Sands China’s leverage to continue improving: Lucror

Sands China’s leverage to continue improving: Lucror

Macau casino operator Sands China Ltd’s leverage will in likelihood “continue improving towards pre-pandemic levels” in 2024 and 2025, says Singapore-based Lucror Analytics.

Such improvement will be “supported by free-cash-flow generation and debt repayments,” wrote credit analyst Leonard Law, in a report carried on the Smartkarma platform.

The analyst said Lucror’s credit bias on Sands China was “stable”. The casino firm’s “next debt maturity” is the US$1.6 billion in senior notes due on August 8, which Mr Law said could be repaid “by drawing down” from a new term loan.

Sands China announced last week new credit facilities amounting to HKD32.45 billion (US$4.18 billion).

The fresh agreement provides for a HKD19.50 billion unsecured revolving credit facility, from which Sands China “may draw revolving loans … from time to time until September 24, 2029”. It also makes available a HKD12.95-billion unsecured term loan facility.

According to Lucror, Sands China’s liquidity “is strong, with a US$1.9-billion cash balance and US$2.5-billion undrawn revolver availability at end-September 2024”.

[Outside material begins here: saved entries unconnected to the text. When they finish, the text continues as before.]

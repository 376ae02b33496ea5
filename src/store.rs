// ABOUTME: Record store boundary supplying raw log entries and user profiles to the engine
// ABOUTME: Async trait plus a concurrent in-memory implementation for tests and demos
//
// SPDX-License-Identifier: MIT OR Apache-2.0
// Copyright (c) 2025 FitFuture

//! The external record store boundary.
//!
//! Workout persistence and user profiles are external collaborators; the
//! engine only needs a way to fetch a user's raw entries and enough profile
//! data to assign a demographic bucket. [`InMemoryStore`] backs the tests
//! and the demo CLI.

use async_trait::async_trait;
use dashmap::DashMap;
use serde::{Deserialize, Serialize};
use uuid::Uuid;

use fitfuture_core::errors::EngineResult;
use fitfuture_core::models::{ActivityLevel, AgeRange, DemographicBucket, RawLogEntry, Sex};

/// Profile data the engine needs to assign a demographic bucket.
#[derive(Debug, Clone, Copy, Serialize, Deserialize)]
pub struct UserProfile {
    /// Age in years
    pub age: u32,
    /// Biological sex
    pub sex: Sex,
    /// Self-reported activity level
    pub activity: ActivityLevel,
}

impl UserProfile {
    /// The demographic bucket this profile falls into.
    #[must_use]
    pub const fn bucket(&self) -> DemographicBucket {
        DemographicBucket::new(AgeRange::from_age(self.age), self.sex, self.activity)
    }
}

/// Read access to a user's logged entries and profile.
#[async_trait]
pub trait LogEntryStore: Send + Sync {
    /// All raw log entries for a user, in no particular order.
    ///
    /// # Errors
    ///
    /// Returns [`fitfuture_core::errors::EngineError::Storage`] when the
    /// backing store fails.
    async fn entries_for_user(&self, user_id: Uuid) -> EngineResult<Vec<RawLogEntry>>;

    /// The user's profile, or `None` when no profile exists yet.
    ///
    /// # Errors
    ///
    /// Returns [`fitfuture_core::errors::EngineError::Storage`] when the
    /// backing store fails.
    async fn profile_for_user(&self, user_id: Uuid) -> EngineResult<Option<UserProfile>>;
}

/// Concurrent in-memory store for tests and the demo CLI.
#[derive(Debug, Default)]
pub struct InMemoryStore {
    entries: DashMap<Uuid, Vec<RawLogEntry>>,
    profiles: DashMap<Uuid, UserProfile>,
}

impl InMemoryStore {
    /// Create an empty store.
    #[must_use]
    pub fn new() -> Self {
        Self::default()
    }

    /// Set or replace a user's profile.
    pub fn set_profile(&self, user_id: Uuid, profile: UserProfile) {
        self.profiles.insert(user_id, profile);
    }

    /// Append entries to a user's log.
    pub fn append_entries(&self, user_id: Uuid, new_entries: impl IntoIterator<Item = RawLogEntry>) {
        self.entries.entry(user_id).or_default().extend(new_entries);
    }
}

#[async_trait]
impl LogEntryStore for InMemoryStore {
    async fn entries_for_user(&self, user_id: Uuid) -> EngineResult<Vec<RawLogEntry>> {
        Ok(self
            .entries
            .get(&user_id)
            .map(|entries| entries.clone())
            .unwrap_or_default())
    }

    async fn profile_for_user(&self, user_id: Uuid) -> EngineResult<Option<UserProfile>> {
        Ok(self.profiles.get(&user_id).map(|profile| *profile))
    }
}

Mr Law stated: “In our view, the receipt of a 온라인카지노 new term loan would strengthen the company’s financial flexibility for repaying the 2025 notes, in the event tapping the market next year would be expensive.”

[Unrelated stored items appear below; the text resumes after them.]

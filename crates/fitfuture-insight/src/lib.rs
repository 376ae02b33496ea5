// ABOUTME: Population comparison and trend projection algorithms for FitFuture
// ABOUTME: Reference dataset index, metric normalizer, comparator, and trend projector
//
// SPDX-License-Identifier: MIT OR Apache-2.0
// Copyright (c) 2025 FitFuture

#![deny(unsafe_code)]

//! # FitFuture Insight
//!
//! The deterministic core of FitFuture's analytics view: population
//! comparison and near-future trend projection. Everything here is a pure
//! computation over its inputs except [`reference::ReferenceIndex`], which is
//! built once from the source datasets and shared read-only afterwards.
//!
//! This is an explainable comparison-and-trend-line feature, not a
//! statistically rigorous predictive model, and it makes no accuracy claims.

/// Reference dataset index: loading, cohort grouping, and fallback lookup
pub mod reference;

/// Metric normalizer: unit conversions and session resolution
pub mod normalizer;

/// Comparator: percentile rank and relative delta against a cohort
pub mod comparator;

/// Trend projector: OLS fit, extrapolation, and plausibility clamping
pub mod projector;
// ABOUTME: Engine configuration with defaults and FITFUTURE_* environment overrides
// ABOUTME: Declares the three standard reference dataset sources and tuning knobs
//
// SPDX-License-Identifier: MIT OR Apache-2.0
// Copyright (c) 2025 FitFuture

//! Engine configuration.
//!
//! Environment-driven: every knob has a sensible default and a `FITFUTURE_*`
//! override. Dataset sources default to the three standard files under the
//! data directory.

use std::env;
use std::path::Path;

use fitfuture_core::constants::{
    DEFAULT_MIN_HISTORY_POINTS, DEFAULT_PROJECTION_STEP_DAYS, DEFAULT_STALENESS_DAYS,
};
use fitfuture_insight::reference::{DatasetSource, SchemaMapping};

/// Environment variable naming the reference data directory.
pub const ENV_DATA_DIR: &str = "FITFUTURE_DATA_DIR";
/// Environment variable overriding the staleness window, in days.
pub const ENV_STALENESS_DAYS: &str = "FITFUTURE_STALENESS_DAYS";
/// Environment variable overriding the minimum history threshold.
pub const ENV_MIN_HISTORY_POINTS: &str = "FITFUTURE_MIN_HISTORY_POINTS";
/// Environment variable overriding the projection grid step, in days.
pub const ENV_PROJECTION_STEP_DAYS: &str = "FITFUTURE_PROJECTION_STEP_DAYS";

/// The three standard reference dataset sources under a data directory.
#[must_use]
pub fn standard_sources(data_dir: &Path) -> Vec<DatasetSource> {
    vec![
        DatasetSource::new(
            "gym_members",
            data_dir.join("gym_members_exercise_tracking.csv"),
            SchemaMapping::gym_members(),
        ),
        DatasetSource::new(
            "health_tracking_365",
            data_dir.join("health_fitness_tracking_365days.csv"),
            SchemaMapping::health_tracking_365(),
        ),
        DatasetSource::new(
            "health_fitness_survey",
            data_dir.join("health_fitness_dataset.csv"),
            SchemaMapping::health_fitness_survey(),
        ),
    ]
}

/// Configuration for [`crate::engine::AnalyticsEngine`].
#[derive(Debug, Clone)]
pub struct EngineConfig {
    /// Reference dataset sources to load and index
    pub datasets: Vec<DatasetSource>,
    /// Entries older than this many days drop out of the "current" vector
    pub staleness_days: i64,
    /// Minimum history points per metric before a trend is fitted
    pub min_history_points: usize,
    /// Spacing between projected points, in days
    pub projection_step_days: i64,
}

impl EngineConfig {
    /// Configuration with default tuning over explicit dataset sources.
    #[must_use]
    pub fn with_datasets(datasets: Vec<DatasetSource>) -> Self {
        Self {
            datasets,
            staleness_days: DEFAULT_STALENESS_DAYS,
            min_history_points: DEFAULT_MIN_HISTORY_POINTS,
            projection_step_days: DEFAULT_PROJECTION_STEP_DAYS,
        }
    }

    /// Configuration from the environment, defaulting the data directory to
    /// `./data` and every knob to its constant default.
    #[must_use]
    pub fn from_env() -> Self {
        let data_dir = env::var(ENV_DATA_DIR).unwrap_or_else(|_| "data".to_owned());
        Self {
            datasets: standard_sources(Path::new(&data_dir)),
            staleness_days: env_parsed(ENV_STALENESS_DAYS, DEFAULT_STALENESS_DAYS),
            min_history_points: env_parsed(ENV_MIN_HISTORY_POINTS, DEFAULT_MIN_HISTORY_POINTS),
            projection_step_days: env_parsed(ENV_PROJECTION_STEP_DAYS, DEFAULT_PROJECTION_STEP_DAYS),
        }
    }
}

fn env_parsed<T: std::str::FromStr>(key: &str, default: T) -> T {
    env::var(key)
        .ok()
        .and_then(|raw| raw.trim().parse().ok())
        .unwrap_or(default)
}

Aside the 2025 notes, “Sands China has another six tranches of notes totalling US$5.3 billion,” added the analyst.

Sands China’s net revenues fell 1.0 percent year-on-year in the third quarter, to just over US$1.77 billion.

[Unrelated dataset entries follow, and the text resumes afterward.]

// ABOUTME: Comparator computing percentile rank and relative delta against a reference cohort
// ABOUTME: Walks the bucket fallback ladder per metric and guards the zero-median delta
//
// SPDX-License-Identifier: MIT OR Apache-2.0
// Copyright (c) 2025 FitFuture

//! Population comparison.
//!
//! Pure computation over a canonical vector and the shared reference index.
//! Metrics absent from the vector are omitted from the result, never
//! reported as zero. A metric with no population coverage at any ladder rung
//! is surfaced in [`ComparisonResult::uncovered`] instead of failing the
//! request.

use chrono::{DateTime, Utc};
use serde::{Deserialize, Serialize};
use tracing::{debug, warn};

use fitfuture_core::models::{CanonicalMetricVector, CohortKey, DemographicBucket, MetricKey};

use crate::reference::ReferenceIndex;

/// Comparison of one user metric against its matched cohort.
#[derive(Debug, Clone, Serialize, Deserialize)]
pub struct MetricComparison {
    /// Metric being compared
    pub metric: MetricKey,
    /// User's canonical value
    pub user_value: f64,
    /// Median of the matched cohort sample
    pub cohort_median: f64,
    /// Mid-rank percentile of the user's value within the cohort, `[0, 1]`
    pub percentile_rank: f64,
    /// Signed relative delta `(user - median) / median`; `None` when the
    /// cohort median is zero and the delta is undefined
    pub relative_delta: Option<f64>,
    /// Number of samples in the matched cohort
    pub cohort_size: usize,
    /// Ladder rung the cohort was drawn from
    pub matched_cohort: CohortKey,
    /// Whether the ladder had to widen past the exact bucket
    pub widened: bool,
}

/// One comparison request's result set.
#[derive(Debug, Clone, Serialize, Deserialize)]
pub struct ComparisonResult {
    /// Timestamp the compared vector describes
    pub timestamp: DateTime<Utc>,
    /// Demographic bucket the comparison was requested for
    pub bucket: DemographicBucket,
    /// Per-metric comparisons, in canonical key order
    pub metrics: Vec<MetricComparison>,
    /// Metrics present in the vector but absent from the reference data at
    /// every ladder rung (indicates incomplete reference coverage)
    pub uncovered: Vec<MetricKey>,
}

/// Compare a canonical vector against the reference population.
///
/// For each metric present in the vector the cohort is found via the
/// fallback ladder, the percentile uses the mid-rank tie convention, and the
/// relative delta is guarded against a zero cohort median.
#[must_use]
pub fn compare(
    vector: &CanonicalMetricVector,
    bucket: DemographicBucket,
    index: &ReferenceIndex,
) -> ComparisonResult {
    let mut metrics = Vec::with_capacity(vector.metrics.len());
    let mut uncovered = Vec::new();

    for (&metric, &user_value) in &vector.metrics {
        let Ok(lookup) = index.lookup(bucket, metric) else {
            warn!(%metric, %bucket, "no reference coverage for metric at any ladder rung");
            uncovered.push(metric);
            continue;
        };

        let cohort_median = lookup.stats.median();
        let relative_delta = if cohort_median == 0.0 {
            debug!(%metric, "cohort median is zero, reporting delta as undefined");
            None
        } else {
            Some((user_value - cohort_median) / cohort_median)
        };

        metrics.push(MetricComparison {
            metric,
            user_value,
            cohort_median,
            percentile_rank: lookup.stats.percentile_rank(user_value),
            relative_delta,
            cohort_size: lookup.stats.len(),
            matched_cohort: lookup.matched,
            widened: lookup.widened,
        });
    }

    ComparisonResult {
        timestamp: vector.timestamp,
        bucket,
        metrics,
        uncovered,
    }
}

Adjusted property earnings before interest, taxation, depreciation and amortisation (EBITDA) from the Macau business were US$585 million, down 7.3 percent year-on-year.

“Overall, the company’s earnings in the third-quarter 2024 remained impacted by the ongoing renovations” at its properties, observed Mr Law.

“Sands China’s operating performance will still be affected by The Londoner Macao’s redevelopment until the property re-opens substantially in first-quarter 2025,” he said.

But the analyst added: “Still, the credit profile remains sound, as the company continues to generate positive free-cash-flow.”